Tom Cruise plays Charlie, a selfish, fast talking business man with a short temper. After his father dies, he is left nothing but a car and the prize winning rose bushes. Some mystery man has been left the three million his father was worth. Charlie discovers that the beneficiary is his long lost brother, Raymond (Dustin Hoffman), whose been living in a mental institution since Charlie was three years old. In a fit of selfish anger and stupidity, Charlie takes Ray away from the institute, pretty much like a hostage, hoping that once he returns Ray he can have his half of the inheritance.
It’s not easy to take a man like Ray on a cross country road trip. You see, Ray isn’t really retarded, as most people label him, but autistic. He has certain rituals he has to keep to, and if he deviates from them he freaks out. Ray has to recite Abbott and Costello’s Who’s On First? every time they go anywhere. If he doesn’t watch his shows right on time, he has a fit. And he has to eat all his food with toothpicks. Of course, these antics start to drive Charlie up the wall, but through the trip he discovers there’s more to Ray. He finds an amazing brother to bond with.

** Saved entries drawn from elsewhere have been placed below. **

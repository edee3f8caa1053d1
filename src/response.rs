//! Outgoing HTTP response type.
//!
//! A handler either builds a [`Response`] itself or returns a plain value and
//! lets the dispatcher serialise it. Both end up here.

use std::path::{Path, PathBuf};

use bytes::Bytes;

use crate::headers::HttpHeaders;
use crate::status::Status;

// ── ContentType ───────────────────────────────────────────────────────────────

/// Common content-type values for use with [`ResponseBuilder::bytes`].
pub enum ContentType {
    Html,         // text/html; charset=utf-8
    Json,         // application/json
    OctetStream,  // application/octet-stream
    Text,         // text/plain; charset=utf-8
    Xml,          // application/xml
}

impl ContentType {
    pub(crate) fn as_str(&self) -> &'static str {
        match self {
            Self::Html        => "text/html; charset=utf-8",
            Self::Json        => "application/json",
            Self::OctetStream => "application/octet-stream",
            Self::Text        => "text/plain; charset=utf-8",
            Self::Xml         => "application/xml",
        }
    }
}

// ── Body ──────────────────────────────────────────────────────────────────────

/// Response payload: bytes already in memory, or a file the transport streams.
#[derive(Clone, Debug, PartialEq, Eq)]
pub enum Body {
    Bytes(Bytes),
    File(PathBuf),
}

impl Body {
    pub fn empty() -> Self {
        Self::Bytes(Bytes::new())
    }

    /// The in-memory bytes, or `None` for a file body.
    pub fn as_bytes(&self) -> Option<&Bytes> {
        match self {
            Self::Bytes(b) => Some(b),
            Self::File(_) => None,
        }
    }
}

// ── Response ─────────────────────────────────────────────────────────────────

/// An outgoing HTTP response.
///
/// # Shortcuts
///
/// ```rust
/// use tsuji::{Response, Status};
///
/// Response::json(br#"{"id":1}"#.to_vec());
/// Response::text("hello");
/// Response::status(Status::NoContent);
/// Response::file("LICENSE");
/// ```
///
/// # Builder
///
/// ```rust
/// use tsuji::{ContentType, Response, Status};
///
/// Response::builder()
///     .status(Status::Ok)
///     .header("X-Foo", "custom stuff")
///     .bytes(ContentType::OctetStream, b"test-body".to_vec());
/// ```
#[derive(Clone, Debug)]
pub struct Response {
    pub(crate) status: u16,
    pub(crate) headers: HttpHeaders,
    pub(crate) body: Body,
}

impl Response {
    /// `200 OK` with `application/json`.
    pub fn json(body: impl Into<Bytes>) -> Self {
        Self::builder().json(body)
    }

    /// `200 OK` with `text/plain; charset=utf-8`.
    pub fn text(body: impl Into<String>) -> Self {
        Self::builder().text(body)
    }

    /// `200 OK` whose body is read from `path` by the transport.
    pub fn file(path: impl AsRef<Path>) -> Self {
        Self::builder().file(path)
    }

    /// Response with no body.
    pub fn status(code: impl Into<u16>) -> Self {
        Self { status: code.into(), headers: HttpHeaders::new(), body: Body::empty() }
    }

    pub fn builder() -> ResponseBuilder {
        ResponseBuilder { headers: HttpHeaders::new(), status: Status::Ok.code() }
    }

    pub fn status_code(&self) -> u16 { self.status }
    pub fn headers(&self) -> &HttpHeaders { &self.headers }
    pub fn body(&self) -> &Body { &self.body }

    /// Plain-text response whose body is the canonical reason phrase.
    pub(crate) fn plain(status: Status) -> Self {
        Self::builder().status(status).text(status.reason())
    }
}

// ── ResponseBuilder ───────────────────────────────────────────────────────────

/// Fluent builder for [`Response`].
///
/// Obtain via [`Response::builder()`]. Defaults to `200 OK`. Terminated by a
/// body method, so the content type is always decided.
pub struct ResponseBuilder {
    headers: HttpHeaders,
    status: u16,
}

impl ResponseBuilder {
    pub fn status(mut self, code: impl Into<u16>) -> Self {
        self.status = code.into();
        self
    }

    /// Adds a header. Repeating a name adds another value.
    pub fn header(mut self, name: &str, value: impl Into<String>) -> Self {
        self.headers.add(name, value);
        self
    }

    pub fn headers(mut self, headers: &HttpHeaders) -> Self {
        self.headers.merge(headers);
        self
    }

    pub fn json(self, body: impl Into<Bytes>) -> Response {
        self.finish(Some(ContentType::Json.as_str()), Body::Bytes(body.into()))
    }

    pub fn text(self, body: impl Into<String>) -> Response {
        self.finish(Some(ContentType::Text.as_str()), Body::Bytes(Bytes::from(body.into())))
    }

    pub fn bytes(self, content_type: ContentType, body: impl Into<Bytes>) -> Response {
        self.finish(Some(content_type.as_str()), Body::Bytes(body.into()))
    }

    /// Raw body with whatever headers were set explicitly, nothing added.
    pub fn body(self, body: impl Into<Bytes>) -> Response {
        self.finish(None, Body::Bytes(body.into()))
    }

    /// File body; the transport reads it when writing the response.
    pub fn file(self, path: impl AsRef<Path>) -> Response {
        self.finish(None, Body::File(path.as_ref().to_path_buf()))
    }

    pub fn no_body(self) -> Response {
        self.finish(None, Body::empty())
    }

    fn finish(self, content_type: Option<&str>, body: Body) -> Response {
        let mut headers = self.headers;
        if let Some(ct) = content_type {
            if !headers.contains("content-type") {
                headers.set("content-type", ct);
            }
        }
        Response { status: self.status, headers, body }
    }
}
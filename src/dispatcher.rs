//! Request dispatch.
//!
//! One request in, one response out: resolve → bind → invoke → adapt. Every
//! failure along the way becomes a response here, so the transport never
//! sees an error and one bad request never affects another.
//!
//! | failure                       | status |
//! |-------------------------------|--------|
//! | no route for the path         | 404    |
//! | path known, method not        | 405    |
//! | body is not JSON              | 400    |
//! | parameter cannot be bound     | 500    |
//! | handler error or panic        | 500    |

use std::panic::AssertUnwindSafe;
use std::sync::Arc;

use futures_util::FutureExt;
use tracing::{debug, error, warn};

use crate::adapter;
use crate::binder::{self, Args};
use crate::error::{HandlerError, RoutingError};
use crate::handler::{BoxedHandler, Reply};
use crate::headers::HttpHeaders;
use crate::request::{Request, clean_path};
use crate::response::Response;
use crate::router::Router;
use crate::status::Status;

/// Routes requests through a frozen [`Router`].
///
/// Cheap to share: the router sits behind an `Arc` and is only ever read.
pub struct Dispatcher {
    router: Arc<Router>,
    default_headers: HttpHeaders,
}

impl Dispatcher {
    pub fn new(router: Router, default_headers: HttpHeaders) -> Self {
        Self { router: Arc::new(router), default_headers }
    }

    pub fn router(&self) -> &Router {
        &self.router
    }

    /// Produces the response for `request`. Never fails.
    pub async fn dispatch(&self, request: Request) -> Response {
        let response = self.respond(&request).await;
        adapter::with_default_headers(response, &self.default_headers)
    }

    /// A bodyless failure response carrying the default headers.
    pub(crate) fn failure(&self, status: Status) -> Response {
        adapter::with_default_headers(Response::plain(status), &self.default_headers)
    }

    /// Answers a request whose method is outside [`Method`](crate::Method): `405` when the
    /// path is routed under other methods, `404` otherwise.
    pub(crate) fn unsupported_method(&self, method: &str, path: &str) -> Response {
        let e = self.router.unrouted(&clean_path(path.to_owned()));
        warn!(method, path, "unsupported method: {e}");
        adapter::with_default_headers(routing_failure(&e), &self.default_headers)
    }

    async fn respond(&self, request: &Request) -> Response {
        let method = request.method();
        let path = request.path();
        debug!(%method, path, "request received");

        let matched = match self.router.resolve(method, path) {
            Ok(m) => m,
            Err(e) => {
                warn!(%method, path, "{e}");
                return routing_failure(&e);
            }
        };
        debug!(%method, path, route = matched.entry.pattern(), "route matched");

        let args = match binder::bind(&matched.entry.params, request, &matched.variables) {
            Ok(args) => args,
            Err(e) => {
                warn!(%method, path, route = matched.entry.pattern(), "binding failed: {e}");
                return Response::plain(e.status());
            }
        };

        match invoke(&matched.entry.handler, args).await {
            Ok(reply) => adapter::into_response(reply).unwrap_or_else(|e| {
                error!(%method, path, "reply serialisation failed: {e}");
                Response::plain(Status::InternalServerError)
            }),
            Err(e) => {
                error!(%method, path, route = matched.entry.pattern(), "handler failed: {e:#}");
                Response::plain(Status::InternalServerError)
            }
        }
    }
}

/// Runs the handler, turning a panic into an ordinary handler error.
async fn invoke(handler: &BoxedHandler, args: Args) -> Result<Reply, HandlerError> {
    let fut = match std::panic::catch_unwind(AssertUnwindSafe(|| handler.call(args))) {
        Ok(fut) => fut,
        Err(payload) => return Err(panicked(&*payload)),
    };
    match AssertUnwindSafe(fut).catch_unwind().await {
        Ok(outcome) => outcome,
        Err(payload) => Err(panicked(&*payload)),
    }
}

fn panicked(payload: &(dyn std::any::Any + Send)) -> HandlerError {
    let message = payload
        .downcast_ref::<&str>()
        .copied()
        .or_else(|| payload.downcast_ref::<String>().map(String::as_str))
        .unwrap_or("non-string panic payload");
    anyhow::anyhow!("handler panicked: {message}")
}

fn routing_failure(e: &RoutingError) -> Response {
    let response = Response::plain(e.status());
    match e {
        RoutingError::NoRouteFound => response,
        RoutingError::MethodNotAllowed { allowed } => {
            let allow = allowed.iter().map(|m| m.as_str()).collect::<Vec<_>>().join(", ");
            let mut response = response;
            response.headers.set("allow", allow);
            response
        }
    }
}

#[cfg(test)]
mod tests {
    use serde_json::{Value, json};

    use super::*;
    use crate::handler::{Json, sync_handler};
    use crate::method::Method;
    use crate::route::Route;

    fn body(res: &Response) -> &[u8] {
        res.body().as_bytes().map(|b| b.as_ref()).unwrap_or_default()
    }

    fn json_body(res: &Response) -> Value {
        serde_json::from_slice(body(res)).unwrap()
    }

    fn dispatcher(router: Router) -> Dispatcher {
        Dispatcher::new(router, HttpHeaders::from([("Access-Control-Allow-Origin", "*")]))
    }

    #[tokio::test]
    async fn unmatched_path_is_404_with_default_headers() {
        let d = dispatcher(Router::new());
        let res = d.dispatch(Request::new(Method::Get, "/missing")).await;
        assert_eq!(res.status_code(), 404);
        assert_eq!(res.headers().get("access-control-allow-origin"), Some("*"));
    }

    #[tokio::test]
    async fn wrong_method_is_405_with_allow() {
        let router = Router::new()
            .route(Route::post("/test-post").param("body"), |mut a: Args| async move { a.take_body() })
            .unwrap();
        let res = dispatcher(router).dispatch(Request::new(Method::Get, "/test-post")).await;
        assert_eq!(res.status_code(), 405);
        assert_eq!(res.headers().get("allow"), Some("POST"));
    }

    #[test]
    fn unsupported_method_is_404_or_405_by_path() {
        let router = Router::new()
            .route(Route::exact("/known").methods([Method::Get, Method::Post]), |_: Args| async {})
            .unwrap();
        let d = dispatcher(router);

        let res = d.unsupported_method("BREW", "/known");
        assert_eq!(res.status_code(), 405);
        assert_eq!(res.headers().get("allow"), Some("GET, POST"));
        assert_eq!(res.headers().get("access-control-allow-origin"), Some("*"));

        let res = d.unsupported_method("BREW", "/unknown");
        assert_eq!(res.status_code(), 404);
        assert!(!res.headers().contains("allow"));
        assert_eq!(res.headers().get("access-control-allow-origin"), Some("*"));
    }

    #[tokio::test]
    async fn malformed_body_is_400_and_unresolvable_param_is_500() {
        let router = Router::new()
            .route(Route::post("/p").param("body"), |_: Args| async {})
            .unwrap()
            .route(Route::get("/q").param("nope"), |_: Args| async {})
            .unwrap();
        let d = dispatcher(router);

        let res = d.dispatch(Request::new(Method::Post, "/p").with_body("{oops")).await;
        assert_eq!(res.status_code(), 400);
        let res = d.dispatch(Request::new(Method::Post, "/p")).await;
        assert_eq!(res.status_code(), 400);
        assert_eq!(res.headers().get("access-control-allow-origin"), Some("*"));
        let res = d.dispatch(Request::new(Method::Get, "/q")).await;
        assert_eq!(res.status_code(), 500);
    }

    #[tokio::test]
    async fn handler_failures_are_500_without_details() {
        let router = Router::new()
            .route(Route::get("/err"), |_: Args| async {
                Err::<(), _>(anyhow::anyhow!("secret database password"))
            })
            .unwrap()
            .route(Route::get("/panic"), sync_handler(|_: Args| -> Json<()> { panic!("kaboom") }))
            .unwrap()
            .route(Route::get("/async-panic"), |_: Args| async {
                tokio::task::yield_now().await;
                if true {
                    panic!("later kaboom");
                }
            })
            .unwrap()
            .route(Route::get("/ok"), sync_handler(|_: Args| Json(json!({"a": 10}))))
            .unwrap();
        let d = dispatcher(router);

        for path in ["/err", "/panic", "/async-panic"] {
            let res = d.dispatch(Request::new(Method::Get, path)).await;
            assert_eq!(res.status_code(), 500, "{path}");
            assert_eq!(body(&res), b"Internal Server Error");
        }

        // The dispatcher keeps serving afterwards.
        let res = d.dispatch(Request::new(Method::Get, "/ok")).await;
        assert_eq!(res.status_code(), 200);
        assert_eq!(json_body(&res), json!({"a": 10}));
    }

    #[tokio::test]
    async fn templated_route_returns_its_variables() {
        let router = Router::new()
            .route(
                Route::template("/aaa/{bbb}/ccc/{ddd}").param("uri_variables"),
                |a: Args| async move { Json(a.uri_variables().cloned()) },
            )
            .unwrap();
        let res = dispatcher(router).dispatch(Request::new(Method::Get, "/aaa/FOO/ccc/BAR")).await;
        assert_eq!(json_body(&res), json!({"bbb": "FOO", "ddd": "BAR"}));
    }

    #[tokio::test]
    async fn repeated_get_is_byte_identical() {
        let router = Router::new()
            .route(
                Route::template("/v/{a}/{b}/{c}").param("uri_variables"),
                |a: Args| async move { Json(a.uri_variables().cloned()) },
            )
            .unwrap();
        let d = dispatcher(router);
        let first = d.dispatch(Request::new(Method::Get, "/v/1/2/3")).await;
        let second = d.dispatch(Request::new(Method::Get, "/v/1/2/3")).await;
        assert_eq!(first.status_code(), second.status_code());
        assert_eq!(first.headers(), second.headers());
        assert_eq!(body(&first), body(&second));
    }
}
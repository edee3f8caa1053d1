//! Handler trait, type erasure and return values.
//!
//! # Two kinds of handler, one call path
//!
//! Handlers come in two shapes:
//!
//! ```text
//! async fn echo(args: Args) -> impl IntoReply { … }      ← suspends
//! fn hello(args: Args) -> impl IntoReply { … }            ← returns at once
//!        ↓ sync_handler(hello)
//! ```
//!
//! Both are erased into the same [`BoxedHandler`], whose `call` returns a
//! boxed future. A synchronous handler runs inside `call` and hands back an
//! already-completed future; an async handler hands back its own future. The
//! dispatcher awaits either one the same way, so it never needs to know which
//! kind it is holding.
//!
//! The per-request cost is one `Arc` clone and one virtual call.

use std::future::{Future, ready};
use std::pin::Pin;
use std::sync::Arc;

use serde::Serialize;
use serde_json::Value;

use crate::binder::Args;
use crate::error::HandlerError;
use crate::response::Response;
use crate::status::Status;

// ── Reply ─────────────────────────────────────────────────────────────────────

/// What a handler produced, before it becomes a [`Response`].
#[derive(Clone, Debug)]
pub enum Reply {
    /// A fully built response, sent as is (plus default headers).
    Response(Response),
    /// A value serialised to a `200 OK` JSON body.
    Value(Value),
    /// Nothing to say: `204 No Content`.
    Empty,
}

impl Reply {
    /// Captures any serialisable value.
    pub fn json<T: Serialize + ?Sized>(value: &T) -> Result<Self, HandlerError> {
        Ok(Self::Value(serde_json::to_value(value)?))
    }
}

/// Serialise `T` into the reply body: `Json(user)`.
#[derive(Clone, Copy, Debug, Default)]
pub struct Json<T>(pub T);

/// Conversion of a handler's return value into a [`Reply`].
///
/// Returning `Err` from a handler, or any value whose conversion fails,
/// produces `500 Internal Server Error`.
pub trait IntoReply {
    fn into_reply(self) -> Result<Reply, HandlerError>;
}

impl IntoReply for Reply {
    fn into_reply(self) -> Result<Reply, HandlerError> { Ok(self) }
}

impl IntoReply for Response {
    fn into_reply(self) -> Result<Reply, HandlerError> { Ok(Reply::Response(self)) }
}

impl IntoReply for Status {
    fn into_reply(self) -> Result<Reply, HandlerError> { Ok(Reply::Response(Response::status(self))) }
}

impl IntoReply for Value {
    fn into_reply(self) -> Result<Reply, HandlerError> { Ok(Reply::Value(self)) }
}

/// A string is a JSON string: `"/any/foo"` goes out as `"\"/any/foo\""`.
impl IntoReply for String {
    fn into_reply(self) -> Result<Reply, HandlerError> { Ok(Reply::Value(Value::String(self))) }
}

impl IntoReply for &'static str {
    fn into_reply(self) -> Result<Reply, HandlerError> { self.to_owned().into_reply() }
}

impl IntoReply for () {
    fn into_reply(self) -> Result<Reply, HandlerError> { Ok(Reply::Empty) }
}

impl<T: Serialize> IntoReply for Json<T> {
    fn into_reply(self) -> Result<Reply, HandlerError> { Reply::json(&self.0) }
}

/// `None` is an empty reply.
impl<T: IntoReply> IntoReply for Option<T> {
    fn into_reply(self) -> Result<Reply, HandlerError> {
        match self {
            Some(v) => v.into_reply(),
            None => Ok(Reply::Empty),
        }
    }
}

impl<T, E> IntoReply for Result<T, E>
where
    T: IntoReply,
    E: Into<HandlerError>,
{
    fn into_reply(self) -> Result<Reply, HandlerError> {
        self.map_err(Into::into)?.into_reply()
    }
}

// ── Internal types ────────────────────────────────────────────────────────────

/// A heap-allocated, type-erased future resolving to the handler outcome.
pub(crate) type BoxFuture = Pin<Box<dyn Future<Output = Result<Reply, HandlerError>> + Send + 'static>>;

/// Internal dispatch interface.
///
/// `#[doc(hidden)] pub` rather than `pub(crate)` because it appears in the
/// return type of the public `Handler` trait's `into_boxed_handler` method.
#[doc(hidden)]
pub trait ErasedHandler {
    fn call(&self, args: Args) -> BoxFuture;
}

/// A type-erased handler shared across concurrent requests.
#[doc(hidden)]
pub type BoxedHandler = Arc<dyn ErasedHandler + Send + Sync + 'static>;

// ── Public Handler trait ──────────────────────────────────────────────────────

/// Implemented for every valid route handler.
///
/// Satisfied automatically by any async function or closure shaped
/// `Fn(Args) -> impl Future<Output = impl IntoReply>`, and by
/// [`sync_handler`] wrapping a plain `Fn(Args) -> impl IntoReply`.
///
/// The trait is sealed: only the impls in this module can satisfy it.
pub trait Handler: private::Sealed + Send + Sync + 'static {
    #[doc(hidden)]
    fn into_boxed_handler(self) -> BoxedHandler;
}

mod private {
    pub trait Sealed {}
}

// ── Async handlers ────────────────────────────────────────────────────────────

impl<F, Fut, R> private::Sealed for F
where
    F: Fn(Args) -> Fut + Send + Sync + 'static,
    Fut: Future<Output = R> + Send + 'static,
    R: IntoReply + Send + 'static,
{
}

impl<F, Fut, R> Handler for F
where
    F: Fn(Args) -> Fut + Send + Sync + 'static,
    Fut: Future<Output = R> + Send + 'static,
    R: IntoReply + Send + 'static,
{
    fn into_boxed_handler(self) -> BoxedHandler {
        Arc::new(FnHandler(self))
    }
}

struct FnHandler<F>(F);

impl<F, Fut, R> ErasedHandler for FnHandler<F>
where
    F: Fn(Args) -> Fut + Send + Sync,
    Fut: Future<Output = R> + Send + 'static,
    R: IntoReply + Send + 'static,
{
    fn call(&self, args: Args) -> BoxFuture {
        let fut = (self.0)(args);
        Box::pin(async move { fut.await.into_reply() })
    }
}

// ── Synchronous handlers ──────────────────────────────────────────────────────

/// A handler that computes its reply without suspending.
///
/// Built with [`sync_handler`].
pub struct SyncHandler<F>(F);

/// Wraps a plain function so it can be registered as a handler.
///
/// ```rust
/// use tsuji::{sync_handler, Args, Json, Route, Router};
///
/// fn bar(_args: Args) -> Json<serde_json::Value> {
///     Json(serde_json::json!({"a": 10}))
/// }
///
/// # fn main() -> Result<(), tsuji::Error> {
/// let router = Router::new().route(Route::get("/bar"), sync_handler(bar))?;
/// # Ok(()) }
/// ```
pub fn sync_handler<F, R>(f: F) -> SyncHandler<F>
where
    F: Fn(Args) -> R + Send + Sync + 'static,
    R: IntoReply,
{
    SyncHandler(f)
}

impl<F, R> private::Sealed for SyncHandler<F>
where
    F: Fn(Args) -> R + Send + Sync + 'static,
    R: IntoReply,
{
}

impl<F, R> Handler for SyncHandler<F>
where
    F: Fn(Args) -> R + Send + Sync + 'static,
    R: IntoReply,
{
    fn into_boxed_handler(self) -> BoxedHandler {
        Arc::new(self)
    }
}

impl<F, R> ErasedHandler for SyncHandler<F>
where
    F: Fn(Args) -> R,
    R: IntoReply,
{
    fn call(&self, args: Args) -> BoxFuture {
        Box::pin(ready((self.0)(args).into_reply()))
    }
}
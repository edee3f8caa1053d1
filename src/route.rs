//! Route declarations.
//!
//! A [`Route`] says *where* a handler lives (methods + path pattern) and
//! *what it wants* (its parameter names). It is inert until handed to
//! [`Router::route`](crate::Router::route), which compiles the pattern and
//! resolves every parameter name to a [`ParamKind`] once, up front.
//!
//! ```rust
//! use tsuji::{Method, Route};
//!
//! Route::get("/test-get");
//! Route::post("/test-post").param("body");
//! Route::template("/aaa/{bbb}/ccc/{ddd}").param("uri_variables");
//! Route::regex("/any/(.*)").methods([Method::Get, Method::Head]).param("request");
//! ```

use crate::method::Method;

/// How a route's path is written.
#[derive(Clone, Copy, Debug, Eq, PartialEq, Ord, PartialOrd)]
pub enum PatternKind {
    /// Literal path, compared byte for byte.
    Exact,
    /// `/`-separated segments where `{name}` matches one non-empty segment.
    Template,
    /// Regular expression that must match the whole path.
    Regex,
}

/// Where a declared handler parameter gets its value.
#[derive(Clone, Copy, Debug, Eq, PartialEq)]
pub enum ParamKind {
    /// `request`: the whole [`Request`](crate::Request).
    Request,
    /// `headers`: the request headers.
    Headers,
    /// `raw_body`: the unparsed body bytes.
    RawBody,
    /// `body`: the body parsed as JSON.
    Body,
    /// `uri_variables`: every variable captured from the path.
    UriVariables,
    /// Any other name: the path variable of the same name.
    Variable,
}

impl ParamKind {
    pub fn of(name: &str) -> Self {
        match name {
            "request"       => Self::Request,
            "headers"       => Self::Headers,
            "raw_body"      => Self::RawBody,
            "body"          => Self::Body,
            "uri_variables" => Self::UriVariables,
            _               => Self::Variable,
        }
    }
}

/// A route declaration: methods, path pattern and parameter names.
#[derive(Clone, Debug)]
pub struct Route {
    pub(crate) kind: PatternKind,
    pub(crate) pattern: String,
    pub(crate) methods: Vec<Method>,
    pub(crate) params: Vec<String>,
}

impl Route {
    /// Literal path. Answers `GET` unless methods are given.
    pub fn exact(path: impl Into<String>) -> Self {
        Self::new(PatternKind::Exact, path.into())
    }

    /// Path with `{name}` segments. Answers `GET` unless methods are given.
    pub fn template(path: impl Into<String>) -> Self {
        Self::new(PatternKind::Template, path.into())
    }

    /// Full-path regular expression. Answers `GET` unless methods are given.
    ///
    /// Named groups are exposed under their name, unnamed groups under their
    /// 1-based index (`"1"`, `"2"`, ...).
    pub fn regex(expr: impl Into<String>) -> Self {
        Self::new(PatternKind::Regex, expr.into())
    }

    pub fn get(path: impl Into<String>) -> Self    { Self::exact(path).method(Method::Get) }
    pub fn post(path: impl Into<String>) -> Self   { Self::exact(path).method(Method::Post) }
    pub fn put(path: impl Into<String>) -> Self    { Self::exact(path).method(Method::Put) }
    pub fn patch(path: impl Into<String>) -> Self  { Self::exact(path).method(Method::Patch) }
    pub fn delete(path: impl Into<String>) -> Self { Self::exact(path).method(Method::Delete) }

    /// Adds a method this route answers.
    pub fn method(mut self, method: Method) -> Self {
        if !self.methods.contains(&method) {
            self.methods.push(method);
        }
        self
    }

    pub fn methods(self, methods: impl IntoIterator<Item = Method>) -> Self {
        methods.into_iter().fold(self, Self::method)
    }

    /// Declares the next handler parameter. Order is preserved.
    pub fn param(mut self, name: impl Into<String>) -> Self {
        self.params.push(name.into());
        self
    }

    pub fn params<S: Into<String>>(self, names: impl IntoIterator<Item = S>) -> Self {
        names.into_iter().fold(self, |route, name| route.param(name))
    }

    pub fn kind(&self) -> PatternKind { self.kind }
    pub fn pattern(&self) -> &str { &self.pattern }

    /// Declared methods, or `[GET]` when none were given.
    pub(crate) fn effective_methods(&self) -> Vec<Method> {
        if self.methods.is_empty() {
            vec![Method::Get]
        } else {
            self.methods.clone()
        }
    }

    fn new(kind: PatternKind, pattern: String) -> Self {
        Self { kind, pattern, methods: Vec::new(), params: Vec::new() }
    }
}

This is Dustin Hoffman’s greatest role, and it’s always fun to see Tom Cruise play second banana to “a retard.” The way Ray is so withdrawn from others and constantly babbling random facts and statistics is sight. You can’t write him off as stupid, he can memorize half a phone book in one night. Ray is always looking upwards, with a blank but curious stare, like a day dreamer who’s not quite sure what to dream about. Hoffman doesn’t take one word or nod of the head for granted, it’s always perfectly Ray, and that deserves the Oscar.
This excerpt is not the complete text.